その穴に三人が潜り込むと目の前から飛び出てきた。
「ただいま~」
「ただいまなの!」
「にんにん~」
三人とも大満足らしく満面の笑顔をしている。
「はいはいお疲れ様って取りあえず伏せなさい」
ここまで近付かれると座るだけで見つかってしまうので急いで隠れる。
幸い私達を見失った様で前回と同じく出現した方向へと引き返していった。
その後距離が開いた所で仲間の下に引き返す。
待っていた菜緒に戦闘行為を怒られるかと思ったら何も言われなかったし聞かれもしなかった。
なぜ怒らないのかとこちらから切り出すと「偵察は偵察でも今回は『威力偵察』だからこそラーナさんを選んだ。ラーナさんもそれを承知していたからこそ応えてくれた」と教えてくれた。
「物理無効?」
「多分」
「これで確定ね」
「何が?」
「カバが次へと進むカギを握っていると」
「報告が二つあるなの!」
結論が出たところでソニアが手を上げる。
「一つはここから離れた場所にカバの行軍跡を見付けたなの! ソッチは多分だけど受付嬢さんのモノだと思うなの!」
共通点があり、行軍した後は雑草一本残っていかったらしく、全て馬蹄形をしており、どこから来て何処へ向かったのかが、上空からでも一目瞭然だっととのこと。
「どの跡も同じ方向へ続いていたなの!」
「ということはそこが目的地……」
「因みに先は見えた?」
「地平線なの!」
「「「…………」」」
地平線。つまりは遥か彼方。歩くだけでも大変なに、四つん這いで行けれる距離では無くなった。

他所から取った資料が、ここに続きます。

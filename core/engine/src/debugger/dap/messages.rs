//! DAP protocol message types
//!
//! Request arguments, response bodies and event bodies for the subset of the
//! protocol the adapter implements. Field names follow the protocol.
//!
//! Arguments are only ever read and bodies only ever written, so each type
//! derives just the direction it travels in.
#![allow(missing_docs)]

use serde::{Deserialize, Serialize};

// --- request arguments ------------------------------------------------------

#[derive(Debug, Clone, Default, Deserialize)]
#[serde(rename_all = "camelCase", default)]
pub struct InitializeRequestArguments {
    #[serde(rename = "clientID")]
    pub client_id: Option<String>,
    pub client_name: Option<String>,
    #[serde(rename = "adapterID")]
    pub adapter_id: Option<String>,
}

#[derive(Debug, Clone, Default, Deserialize)]
#[serde(rename_all = "camelCase", default)]
pub struct LaunchRequestArguments {
    pub program: Option<String>,
    pub stop_on_entry: Option<bool>,
    pub no_debug: Option<bool>,
}

#[derive(Debug, Clone, Default, Deserialize)]
#[serde(rename_all = "camelCase", default)]
pub struct AttachRequestArguments {
    pub program: Option<String>,
    pub stop_on_entry: Option<bool>,
}

#[derive(Debug, Clone, Default, Deserialize)]
#[serde(rename_all = "camelCase", default)]
pub struct SetBreakpointsArguments {
    pub source: Source,
    pub breakpoints: Option<Vec<SourceBreakpoint>>,
    /// Deprecated form carrying only line numbers.
    pub lines: Option<Vec<i64>>,
}

#[derive(Debug, Clone, Default, Deserialize)]
#[serde(rename_all = "camelCase", default)]
pub struct SourceBreakpoint {
    pub line: i64,
    pub column: Option<i64>,
    pub condition: Option<String>,
    pub hit_condition: Option<String>,
    pub log_message: Option<String>,
}

#[derive(Debug, Clone, Default, Deserialize)]
#[serde(rename_all = "camelCase", default)]
pub struct BreakpointLocationsArguments {
    pub source: Source,
    pub line: i64,
    pub column: Option<i64>,
    pub end_line: Option<i64>,
    pub end_column: Option<i64>,
}

/// Arguments of `continue`, `next`, `stepIn`, `stepOut` and `pause`.
#[derive(Debug, Clone, Copy, Default, Deserialize)]
#[serde(rename_all = "camelCase", default)]
pub struct ThreadArguments {
    pub thread_id: i64,
}

#[derive(Debug, Clone, Copy, Default, Deserialize)]
#[serde(rename_all = "camelCase", default)]
pub struct StackTraceArguments {
    pub thread_id: i64,
    pub start_frame: Option<i64>,
    pub levels: Option<i64>,
}

/// `expression` is the one required argument.
#[derive(Debug, Clone, Default, Deserialize)]
#[serde(rename_all = "camelCase")]
pub struct EvaluateArguments {
    pub expression: String,
    pub frame_id: Option<i64>,
    /// `watch`, `repl`, `hover`, ...
    pub context: Option<String>,
}

#[derive(Debug, Clone, Copy, Default, Deserialize)]
#[serde(rename_all = "camelCase", default)]
pub struct DisconnectArguments {
    pub restart: Option<bool>,
    pub terminate_debuggee: Option<bool>,
}

// --- response bodies --------------------------------------------------------

#[derive(Debug, Clone, Copy, Default, Serialize)]
#[serde(rename_all = "camelCase")]
pub struct Capabilities {
    pub supports_configuration_done_request: bool,
    pub supports_conditional_breakpoints: bool,
    pub supports_hit_conditional_breakpoints: bool,
    pub supports_evaluate_for_hovers: bool,
    pub supports_log_points: bool,
    pub supports_breakpoint_locations_request: bool,
    pub supports_terminate_request: bool,
    pub supports_terminate_debuggee: bool,
}

#[derive(Debug, Clone, Serialize)]
pub struct SetBreakpointsResponseBody {
    pub breakpoints: Vec<Breakpoint>,
}

#[derive(Debug, Clone, Serialize)]
pub struct BreakpointLocationsResponseBody {
    pub breakpoints: Vec<BreakpointLocation>,
}

#[derive(Debug, Clone, Copy, Serialize)]
#[serde(rename_all = "camelCase")]
pub struct ContinueResponseBody {
    pub all_threads_continued: bool,
}

#[derive(Debug, Clone, Serialize)]
#[serde(rename_all = "camelCase")]
pub struct StackTraceResponseBody {
    pub stack_frames: Vec<StackFrame>,
    #[serde(skip_serializing_if = "Option::is_none")]
    pub total_frames: Option<i64>,
}

#[derive(Debug, Clone, Serialize)]
#[serde(rename_all = "camelCase")]
pub struct EvaluateResponseBody {
    pub result: String,
    #[serde(rename = "type", skip_serializing_if = "Option::is_none")]
    pub type_: Option<String>,
    /// Always 0: values have no children to expand.
    pub variables_reference: i64,
}

#[derive(Debug, Clone, Serialize)]
pub struct ThreadsResponseBody {
    pub threads: Vec<Thread>,
}

// --- shared types -----------------------------------------------------------

#[derive(Debug, Clone, Default, PartialEq, Eq, Serialize, Deserialize)]
#[serde(rename_all = "camelCase", default)]
pub struct Source {
    #[serde(skip_serializing_if = "Option::is_none")]
    pub name: Option<String>,
    #[serde(skip_serializing_if = "Option::is_none")]
    pub path: Option<String>,
}

impl Source {
    /// The path if there is one, otherwise the name.
    #[must_use]
    pub fn id(&self) -> Option<&str> {
        self.path.as_deref().or(self.name.as_deref())
    }
}

#[derive(Debug, Clone, Default, Serialize)]
#[serde(rename_all = "camelCase")]
pub struct Breakpoint {
    #[serde(skip_serializing_if = "Option::is_none")]
    pub id: Option<i64>,
    pub verified: bool,
    /// Why the breakpoint could not be set, when `verified` is false.
    #[serde(skip_serializing_if = "Option::is_none")]
    pub message: Option<String>,
    #[serde(skip_serializing_if = "Option::is_none")]
    pub source: Option<Source>,
    #[serde(skip_serializing_if = "Option::is_none")]
    pub line: Option<i64>,
    #[serde(skip_serializing_if = "Option::is_none")]
    pub column: Option<i64>,
}

#[derive(Debug, Clone, Copy, PartialEq, Eq, Serialize)]
pub struct BreakpointLocation {
    pub line: i64,
    pub column: i64,
}

#[derive(Debug, Clone, Serialize)]
pub struct StackFrame {
    pub id: i64,
    pub name: String,
    #[serde(skip_serializing_if = "Option::is_none")]
    pub source: Option<Source>,
    pub line: i64,
    pub column: i64,
}

#[derive(Debug, Clone, Serialize)]
pub struct Thread {
    pub id: i64,
    pub name: String,
}

// --- event bodies -----------------------------------------------------------

#[derive(Debug, Clone, Serialize)]
#[serde(rename_all = "camelCase")]
pub struct StoppedEventBody {
    /// `entry`, `pause`, `step`, `breakpoint` or `debugger statement`.
    pub reason: String,
    #[serde(skip_serializing_if = "Option::is_none")]
    pub description: Option<String>,
    #[serde(skip_serializing_if = "Option::is_none")]
    pub thread_id: Option<i64>,
    pub all_threads_stopped: bool,
}

#[derive(Debug, Clone, Copy, Serialize)]
#[serde(rename_all = "camelCase")]
pub struct ContinuedEventBody {
    pub thread_id: i64,
    pub all_threads_continued: bool,
}

#[derive(Debug, Clone, Serialize)]
pub struct OutputEventBody {
    /// `console`, `stdout` or `stderr`.
    #[serde(skip_serializing_if = "Option::is_none")]
    pub category: Option<String>,
    pub output: String,
    #[serde(skip_serializing_if = "Option::is_none")]
    pub source: Option<Source>,
    #[serde(skip_serializing_if = "Option::is_none")]
    pub line: Option<i64>,
    #[serde(skip_serializing_if = "Option::is_none")]
    pub column: Option<i64>,
}

/// `restart` is never requested, so the body is always empty.
#[derive(Debug, Clone, Copy, Default, Serialize)]
pub struct TerminatedEventBody {}

#[derive(Debug, Clone, Copy, Serialize)]
#[serde(rename_all = "camelCase")]
pub struct ExitedEventBody {
    pub exit_code: i64,
}
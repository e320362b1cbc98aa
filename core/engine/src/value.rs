//! Script values.

use std::fmt;

/// A script value.
///
/// Values own their data so they can cross from the engine thread to the
/// threads awaiting debugger results.
#[derive(Debug, Clone, PartialEq, Default)]
pub enum Value {
    /// `undefined`
    #[default]
    Undefined,
    /// `true` / `false`
    Boolean(bool),
    /// IEEE-754 number.
    Number(f64),
    /// String.
    String(String),
}

impl Value {
    /// Converts the value to a boolean following JavaScript truthiness.
    #[must_use]
    pub fn to_boolean(&self) -> bool {
        match self {
            Self::Undefined => false,
            Self::Boolean(b) => *b,
            Self::Number(n) => *n != 0.0 && !n.is_nan(),
            Self::String(s) => !s.is_empty(),
        }
    }

    /// Converts the value to a number.
    #[must_use]
    pub fn to_number(&self) -> f64 {
        match self {
            Self::Undefined => f64::NAN,
            Self::Boolean(b) => f64::from(u8::from(*b)),
            Self::Number(n) => *n,
            Self::String(s) => {
                let trimmed = s.trim();
                if trimmed.is_empty() {
                    0.0
                } else {
                    trimmed.parse().unwrap_or(f64::NAN)
                }
            }
        }
    }

    /// Returns the `typeof` name of the value.
    #[must_use]
    pub const fn type_of(&self) -> &'static str {
        match self {
            Self::Undefined => "undefined",
            Self::Boolean(_) => "boolean",
            Self::Number(_) => "number",
            Self::String(_) => "string",
        }
    }

    /// Returns `true` if this is `undefined`.
    #[must_use]
    pub const fn is_undefined(&self) -> bool {
        matches!(self, Self::Undefined)
    }

    /// Strict equality (`===`), which is also what `==` means in this language.
    #[must_use]
    pub fn strict_equals(&self, other: &Self) -> bool {
        match (self, other) {
            (Self::Number(a), Self::Number(b)) => a == b,
            _ => self == other,
        }
    }
}

impl fmt::Display for Value {
    fn fmt(&self, f: &mut fmt::Formatter<'_>) -> fmt::Result {
        match self {
            Self::Undefined => f.write_str("undefined"),
            Self::Boolean(b) => write!(f, "{b}"),
            Self::Number(n) if n.is_nan() => f.write_str("NaN"),
            Self::Number(n) if n.is_infinite() => {
                f.write_str(if *n > 0.0 { "Infinity" } else { "-Infinity" })
            }
            Self::Number(n) if n.fract() == 0.0 && n.abs() < 1e21 => write!(f, "{n:.0}"),
            Self::Number(n) => write!(f, "{n}"),
            Self::String(s) => f.write_str(s),
        }
    }
}

impl From<bool> for Value {
    fn from(value: bool) -> Self {
        Self::Boolean(value)
    }
}

impl From<f64> for Value {
    fn from(value: f64) -> Self {
        Self::Number(value)
    }
}

impl From<&str> for Value {
    fn from(value: &str) -> Self {
        Self::String(value.to_owned())
    }
}

impl From<String> for Value {
    fn from(value: String) -> Self {
        Self::String(value)
    }
}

私とエリー、そしてマリマキが同じく青褪めた表情になる。
「おなかすいたのだ~」
「はいはい」
アイテムボックスから飴玉を取り出し手渡す。
「ありがとね~もぐもぐ……そういえば~あのかばさんね~くらがついていたよ~」
「くら? くらってどのくら?」
「お馬さんにのるときにつかうやつ~」
馬? あ、鞍のことか。こっちからは見分けられなかったよ。
「ちゅー事は乗れる? いや乗れ?」
「だろうな」
「でも」
「どうやって乗りこむんですぅ?」
正面からは無理。リンやラーナやソニアならあの速度でも背後から追い付き乗り込めそうだが他は無理。
「手は二つ。一つ目はラーナさんに投げて貰う」
不幸な未来しか思い浮かばない。思いは皆同じなようで全員首を横に振る。
「二つ目は……………………する。これが一番確実」
その案を聞いた途端に全身から冷や汗が噴き出す。
「死なば諸共か……」
「いいいいイヤイヤイヤイヤ、君達アレを見てないからそんな澄まし顔で言えるんだって! 一歩間違えれば全滅だよ全滅! 絶対に無理無理無理無理ぃぃぃぃーーーー!」
「大丈夫エマちゃん。みんなは……私が守るから」
「ううう」
十一対一の賛成多数で二つ目の案に決まった。